** Task instructions **
The expected result is every line of the records, printed exactly.

** Task material **

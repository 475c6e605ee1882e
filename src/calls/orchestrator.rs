//! Call orchestrator: the serialized actor that owns the relay channel, the
//! current call attempt and the lifecycle state.
//!
//! User commands, decoded relay frames and peer-session callbacks all arrive
//! as [`OrchestratorInput`] on one bounded queue and are handled strictly one
//! at a time by [`Orchestrator::run`]. The cloneable [`CallOrchestrator`]
//! handle is the public control surface.

use super::attempt::{AttemptId, CallAttempt, CallDirection};
use super::error::CallError;
use super::messages::{CallCommand, OrchestratorInput, Reply};
use crate::audio::{AudioRoute, AudioRouter, NoopAudioRouter};
use crate::candidate_buffer::CandidateBuffer;
use crate::channel::{ChannelEvent, ChannelOpen, SignalingChannel};
use crate::config::CallConfig;
use crate::negotiator::SessionNegotiator;
use crate::peer::{
    PeerConnectionState, PeerEvent, PeerSessionConfig, PeerSessionFactory,
};
use crate::protocol::SignalingMessage;
use crate::state::{CallTransition, InvalidTransition, LifecycleState};
use crate::transport::{TokioWebSocketTransportFactory, TransportFactory};
use crate::types::events::{
    CallErrorEvent, CallErrorKind, EventBus, RemoteTrackAttached, StateChanged,
};
use crate::types::{ConnectivityCandidate, MediaKind, SessionDescription};
use log::{debug, error, info, warn};
use std::sync::Arc;
use tokio::sync::{mpsc, oneshot, watch};
use tokio::task::JoinHandle;

/// Remote candidates held while idle, waiting for an incoming offer.
const MAX_EARLY_CANDIDATES: usize = 32;

/// Observable control flags, last write visible.
#[derive(Debug, Clone, Copy, PartialEq, Eq)]
pub struct CallFlags {
    pub muted: bool,
    pub video_enabled: bool,
    pub speaker_on: bool,
}

impl Default for CallFlags {
    fn default() -> Self {
        Self {
            muted: false,
            video_enabled: true,
            speaker_on: false,
        }
    }
}

pub struct Orchestrator {
    config: CallConfig,
    channel: SignalingChannel,
    channel_generation: u64,
    peer_factory: Arc<dyn PeerSessionFactory>,
    audio_router: Arc<dyn AudioRouter>,
    attempt: Option<CallAttempt>,
    next_attempt: u64,
    // Remote candidates seen while idle, before any offer.
    early_candidates: CandidateBuffer,
    state: LifecycleState,
    state_tx: watch::Sender<LifecycleState>,
    flags: CallFlags,
    flags_tx: watch::Sender<CallFlags>,
    events: Arc<EventBus>,
    inbox: mpsc::WeakSender<OrchestratorInput>,
}
//! Wire protocol spoken over the relay.
//!
//! Every frame is one JSON object with a `type` discriminator:
//!
//! ```json
//! {"type":"offer","sdp":"..."}
//! {"type":"answer","sdp":"..."}
//! {"type":"candidate","candidate":{"candidate":"...","sdpMid":"0","sdpMLineIndex":0}}
//! ```
//!
//! Frames with an unknown `type` or missing required fields are rejected with
//! a [`FrameError`]; callers drop them rather than treating them as fatal.

use serde::{Deserialize, Serialize};
use serde_json::Value;
use thiserror::Error;

use crate::types::{ConnectivityCandidate, SdpType, SessionDescription};

#[derive(Debug, Error)]
pub enum FrameError {
    #[error("frame is not valid JSON: {0}")]
    Json(#[from] serde_json::Error),

    #[error("frame is missing required field `{0}`")]
    MissingField(&'static str),

    #[error("unknown signaling message type: {0}")]
    UnknownType(String),

    #[error("malformed {kind} frame: {reason}")]
    Malformed { kind: String, reason: String },
}

/// A single signaling frame.
#[derive(Debug, Clone, PartialEq, Eq, Serialize, Deserialize)]
#[serde(tag = "type", rename_all = "lowercase")]
pub enum SignalingMessage {
    Offer { sdp: String },
    Answer { sdp: String },
    Candidate { candidate: ConnectivityCandidate },
}

const KNOWN_TYPES: [&str; 3] = ["offer", "answer", "candidate"];

impl SignalingMessage {
    pub fn from_description(desc: &SessionDescription) -> Self {
        match desc.kind() {
            SdpType::Offer => SignalingMessage::Offer {
                sdp: desc.sdp().to_owned(),
            },
            SdpType::Answer => SignalingMessage::Answer {
                sdp: desc.sdp().to_owned(),
            },
        }
    }

    pub fn candidate(candidate: ConnectivityCandidate) -> Self {
        SignalingMessage::Candidate { candidate }
    }

    /// The `type` tag as it appears on the wire.
    pub fn kind(&self) -> &'static str {
        match self {
            SignalingMessage::Offer { .. } => "offer",
            SignalingMessage::Answer { .. } => "answer",
            SignalingMessage::Candidate { .. } => "candidate",
        }
    }

    /// Converts an offer or answer frame into a session description.
    pub fn into_description(self) -> Option<SessionDescription> {
        match self {
            SignalingMessage::Offer { sdp } => Some(SessionDescription::offer(sdp)),
            SignalingMessage::Answer { sdp } => Some(SessionDescription::answer(sdp)),
            SignalingMessage::Candidate { .. } => None,
        }
    }

    pub fn encode(&self) -> Result<String, FrameError> {
        Ok(serde_json::to_string(self)?)
    }

    pub fn decode(text: &str) -> Result<Self, FrameError> {
        let value: Value = serde_json::from_str(text)?;
        let kind = value
            .get("type")
            .and_then(Value::as_str)
            .ok_or(FrameError::MissingField("type"))?
            .to_owned();

        if !KNOWN_TYPES.contains(&kind.as_str()) {
            return Err(FrameError::UnknownType(kind));
        }

        serde_json::from_value(value).map_err(|e| FrameError::Malformed {
            kind,
            reason: e.to_string(),
        })
    }
}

** The answer **
repository 475c6e605ee1882e
filename src/calls/orchestrator.rs
//! Call orchestrator: the serialized actor that owns the relay channel, the
//! current call attempt and the lifecycle state.
//!
//! User commands, decoded relay frames and peer-session callbacks all arrive
//! as [`OrchestratorInput`] on one bounded queue and are handled strictly one
//! at a time by [`Orchestrator::run`]. The cloneable [`CallOrchestrator`]
//! handle is the public control surface.

use super::attempt::{AttemptId, CallAttempt, CallDirection};
use super::error::CallError;
use super::messages::{CallCommand, OrchestratorInput, Reply};
use crate::audio::{AudioRoute, AudioRouter, NoopAudioRouter};
use crate::candidate_buffer::CandidateBuffer;
use crate::channel::{ChannelEvent, ChannelOpen, SignalingChannel};
use crate::config::CallConfig;
use crate::negotiator::SessionNegotiator;
use crate::peer::{
    PeerConnectionState, PeerEvent, PeerSessionConfig, PeerSessionFactory,
};
use crate::protocol::SignalingMessage;
use crate::state::{CallTransition, InvalidTransition, LifecycleState};
use crate::transport::{TokioWebSocketTransportFactory, TransportFactory};
use crate::types::events::{
    CallErrorEvent, CallErrorKind, EventBus, RemoteTrackAttached, StateChanged,
};
use crate::types::{ConnectivityCandidate, MediaKind, SessionDescription};
use log::{debug, error, info, warn};
use std::sync::Arc;
use tokio::sync::{mpsc, oneshot, watch};
use tokio::task::JoinHandle;

/// Remote candidates held while idle, waiting for an incoming offer.
const MAX_EARLY_CANDIDATES: usize = 32;

/// Observable control flags, last write visible.
#[derive(Debug, Clone, Copy, PartialEq, Eq)]
pub struct CallFlags {
    pub muted: bool,
    pub video_enabled: bool,
    pub speaker_on: bool,
}

impl Default for CallFlags {
    fn default() -> Self {
        Self {
            muted: false,
            video_enabled: true,
            speaker_on: false,
        }
    }
}

pub struct Orchestrator {
    config: CallConfig,
    channel: SignalingChannel,
    channel_generation: u64,
    peer_factory: Arc<dyn PeerSessionFactory>,
    audio_router: Arc<dyn AudioRouter>,
    attempt: Option<CallAttempt>,
    next_attempt: u64,
    // Remote candidates seen while idle, before any offer.
    early_candidates: CandidateBuffer,
    state: LifecycleState,
    state_tx: watch::Sender<LifecycleState>,
    flags: CallFlags,
    flags_tx: watch::Sender<CallFlags>,
    events: Arc<EventBus>,
    inbox: mpsc::WeakSender<OrchestratorInput>,
}
//! Wire protocol spoken over the relay.
//!
//! Every frame is one JSON object with a `type` discriminator:
//!
//! ```json
//! {"type":"offer","sdp":"..."}
//! {"type":"answer","sdp":"..."}
//! {"type":"candidate","candidate":{"candidate":"...","sdpMid":"0","sdpMLineIndex":0}}
//! ```
//!
//! Frames with an unknown `type` or missing required fields are rejected with
//! a [`FrameError`]; callers drop them rather than treating them as fatal.

use serde::{Deserialize, Serialize};
use serde_json::Value;
use thiserror::Error;

use crate::types::{ConnectivityCandidate, SdpType, SessionDescription};

#[derive(Debug, Error)]
pub enum FrameError {
    #[error("frame is not valid JSON: {0}")]
    Json(#[from] serde_json::Error),

    #[error("frame is missing required field `{0}`")]
    MissingField(&'static str),

    #[error("unknown signaling message type: {0}")]
    UnknownType(String),

    #[error("malformed {kind} frame: {reason}")]
    Malformed { kind: String, reason: String },
}

/// A single signaling frame.
#[derive(Debug, Clone, PartialEq, Eq, Serialize, Deserialize)]
#[serde(tag = "type", rename_all = "lowercase")]
pub enum SignalingMessage {
    Offer { sdp: String },
    Answer { sdp: String },
    Candidate { candidate: ConnectivityCandidate },
}

const KNOWN_TYPES: [&str; 3] = ["offer", "answer", "candidate"];

impl SignalingMessage {
    pub fn from_description(desc: &SessionDescription) -> Self {
        match desc.kind() {
            SdpType::Offer => SignalingMessage::Offer {
                sdp: desc.sdp().to_owned(),
            },
            SdpType::Answer => SignalingMessage::Answer {
                sdp: desc.sdp().to_owned(),
            },
        }
    }

    pub fn candidate(candidate: ConnectivityCandidate) -> Self {
        SignalingMessage::Candidate { candidate }
    }

    /// The `type` tag as it appears on the wire.
    pub fn kind(&self) -> &'static str {
        match self {
            SignalingMessage::Offer { .. } => "offer",
            SignalingMessage::Answer { .. } => "answer",
            SignalingMessage::Candidate { .. } => "candidate",
        }
    }

    /// Converts an offer or answer frame into a session description.
    pub fn into_description(self) -> Option<SessionDescription> {
        match self {
            SignalingMessage::Offer { sdp } => Some(SessionDescription::offer(sdp)),
            SignalingMessage::Answer { sdp } => Some(SessionDescription::answer(sdp)),
            SignalingMessage::Candidate { .. } => None,
        }
    }

    pub fn encode(&self) -> Result<String, FrameError> {
        Ok(serde_json::to_string(self)?)
    }

    pub fn decode(text: &str) -> Result<Self, FrameError> {
        let value: Value = serde_json::from_str(text)?;
        let kind = value
            .get("type")
            .and_then(Value::as_str)
            .ok_or(FrameError::MissingField("type"))?
            .to_owned();

        if !KNOWN_TYPES.contains(&kind.as_str()) {
            return Err(FrameError::UnknownType(kind));
        }

        serde_json::from_value(value).map_err(|e| FrameError::Malformed {
            kind,
            reason: e.to_string(),
        })
    }
}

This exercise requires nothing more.